Werkzeug==2.0.2 # https://github.com/pallets/werkzeug
ipdb==0.13.9  # https://github.com/gotcha/ipdb
psycopg2==2.9.1  # https://github.com/psycopg/psycopg2
watchgod==0.7  # https://github.com/samuelcolvin/watchgod

# Testing
# ------------------------------------------------------------------------------
mypy==0.910  # https://github.com/python/mypy
django-stubs==1.8.0  # https://github.com/typeddjango/django-stubs
pytest==6.2.5  # https://github.com/pytest-dev/pytest
pytest-sugar==0.9.4  # https://github.com/Frozenball/pytest-sugar
djangorestframework-stubs==1.4.0  # https://github.com/typeddjango/djangorestframework-stubs

# Documentation
# ------------------------------------------------------------------------------
sphinx==4.2.0  # https://github.com/sphinx-doc/sphinx
sphinx-autobuild==2021.3.14 # https://github.com/GaretJax/sphinx-autobuild

# Code quality
# ------------------------------------------------------------------------------
flake8==3.9.2  # https://github.com/PyCQA/flake8
flake8-isort==4.0.0  # https://github.com/gforcada/flake8-isort
coverage==6.0.2  # https://github.com/nedbat/coveragepy
black==21.9b0  # https://github.com/psf/black
pylint-django==2.4.4  # https://github.com/PyCQA/pylint-django
pylint-celery==0.3  # https://github.com/PyCQA/pylint-celery
pre-commit==2.15.0  # https://github.com/pre-commit/pre-commit

# Django
# ------------------------------------------------------------------------------
factory-boy==3.2.0  # https://github.com/FactoryBoy/factory_boy

django-debug-toolbar==3.2.2  # https://github.com/jazzband/django-debug-toolbar
django-extensions==3.1.3  # https://github.com/django-extensions/django-extensions
django-coverage-plugin==2.0.1  # https://github.com/nedbat/django_coverage_plugin
pytest-django==4.4.0  # https://github.com/pytest-dev/pytest-django

and I am trying to extract the parts before the # for every line beginning with pytest using this command

sed -nE "s/(^pytest.+)#/\1/p" ./requirements/local.txt

Expected output

pytest==6.2.5  
pytest-sugar==0.9.4  
pytest-django==4.4.0

Actual output

pytest==6.2.5   https://github.com/pytest-dev/pytest
pytest-sugar==0.9.4   https://github.com/Frozenball/pytest-sugar
pytest-django==4.4.0   https://github.com/pytest-dev/pytest-django

Any help to get the expected?

These refs have not helped solve this particular problem

You're only matching up to the #. Nothing after it is part of the matched text and thus not changed and thus printed out... easy fix is to include everything after the # in your RE too. — Shawn, Commented Jan 14, 2022 at 10:17
Right! changing to sed -nE "s/(^pytest.+)#.*/\1/p" ./requirements/local.txt solved the problem.
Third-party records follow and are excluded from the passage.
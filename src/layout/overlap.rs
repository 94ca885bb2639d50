use crate::config::LayoutConfig;
use crate::graph::{GraphModel, NodeDefinition, NodeIdx};
use itertools::Itertools;
use serde::Serialize;

/// Axis-aligned box covering `[left, right) x [top, bottom)`.
#[derive(Debug, Clone, Copy, PartialEq, Eq, Serialize)]
pub struct Bounds {
    pub left: i32,
    pub top: i32,
    pub right: i32,
    pub bottom: i32,
}

impl Bounds {
    /// Boxes that only share an edge do not intersect.
    pub fn intersects(&self, other: &Bounds) -> bool {
        self.left < other.right
            && other.left < self.right
            && self.top < other.bottom
            && other.top < self.bottom
    }
}

/// Bounds of a node at its current position, falling back to the configured
/// size estimates when the node has no intrinsic size. Edges clamp at `i32::MAX`.
pub fn node_bounds(node: &NodeDefinition, config: &LayoutConfig) -> Bounds {
    let width = if node.width > 0 {
        node.width
    } else {
        config.node_width_estimate
    };
    let height = if node.height > 0 {
        node.height
    } else {
        config.node_height_estimate
    };
    Bounds {
        left: node.x,
        top: node.y,
        right: node.x.saturating_add(width),
        bottom: node.y.saturating_add(height),
    }
}

/// Every unordered pair of nodes whose bounds intersect, as `(i, j)` with `i < j`.
pub(super) fn find_overlaps(model: &GraphModel<'_>, config: &LayoutConfig) -> Vec<(NodeIdx, NodeIdx)> {
    let bounds: Vec<Bounds> = model
        .nodes()
        .map(|(_, node)| node_bounds(node, config))
        .collect();

    (0..bounds.len())
        .tuple_combinations()
        .filter(|&(i, j)| bounds[i].intersects(&bounds[j]))
        .collect()
}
Thanks — Kwesi Smart, Commented Jan 14, 2022 at 10:22
How to extract text from a string using sed? and How to use sed to extract substring and probably more are quite helpful. — Wiktor Stribiżew, Commented Jan 14, 2022 at 10:30
Changing to sed -nE "s/(^pytest.+)#.*/\1/p" may have solved your problem for this particular input file, but that sed command will still have issues: when 1) there is no # character, 2) there are more than one # characters, in the line. — M. Nejat Aydin, Commented Jan 14, 2022 at 16:12

Mihai · Accepted Answer · 2022-01-14 10:20:16Z

3

You are missing the regex after #. This should solve it:

$ sed -nE "s/(^pytest.+)#.*/\1/p" ./requirements/local.txt

answered Jan 14, 2022 at 10:20

Mihai

2,1352 gold badges14 silver badges16 bronze badges

1

Even though OP's examples doesn't show but a property file may or may not have comment section starting with # in each line. This command assumes # will always be there. So just having a line with pytest==124 won't be matched
– anubhava
Commented Jan 14, 2022 at 10:42
1

N.B. This will also capture the white space before the #, perhaps sed -nE 's/(^pytest\S+)\s*#.*/\1/p' file?
– potong
Commented Jan 14, 2022 at 13:50
1

In addition to @anubhava's comment, your regex will capture a part of comment if there are more than one # characters in the line.
– M. Nejat Aydin
Commented Jan 14, 2022 at 15:44
For a more generic approach, please check the other answers. Mine simply pointed out what he missed in his very particular case.
– Mihai
Commented Jan 16, 2022 at 21:47

Add a comment |

anubhava · Accepted Answer · 2022-01-14 10:30:47Z

3

Using sed:

sed -nE 's/^(pytest[^=]*=[^[:blank:]]*).*/\1/p' file

pytest==6.2.5
pytest-sugar==0.9.4
pytest-django==4.4.0

However a grep -o solution would be even simpler:

grep -o '^pytest[^=]*=[^[:blank:]]*' file

pytest==6.2.5
pytest-sugar==0.9.4
pytest-django==4.4.0

Explanation:

^pytest: Match pytest at the start
[^=]*: Match 0 or more of any character except =
=: Match a =
[^[:blank:]]*: Match 0 or more of non-whitespace characters

edited Jan 14, 2022 at 10:30

answered Jan 14, 2022 at 10:20

anubhava

778k66 gold badges589 silver badges659 bronze badges

Add a comment |

M. Nejat Aydin · Accepted Answer · 2022-01-14 15:48:09Z

2

A sed one-liner would be:

sed -e '/^pytest/!d' -e 's/[[:blank:]]*#.*//' file

The first expression deletes lines which don't begin with pytest. The second one deletes the comment portion (including blanks before the #), if any.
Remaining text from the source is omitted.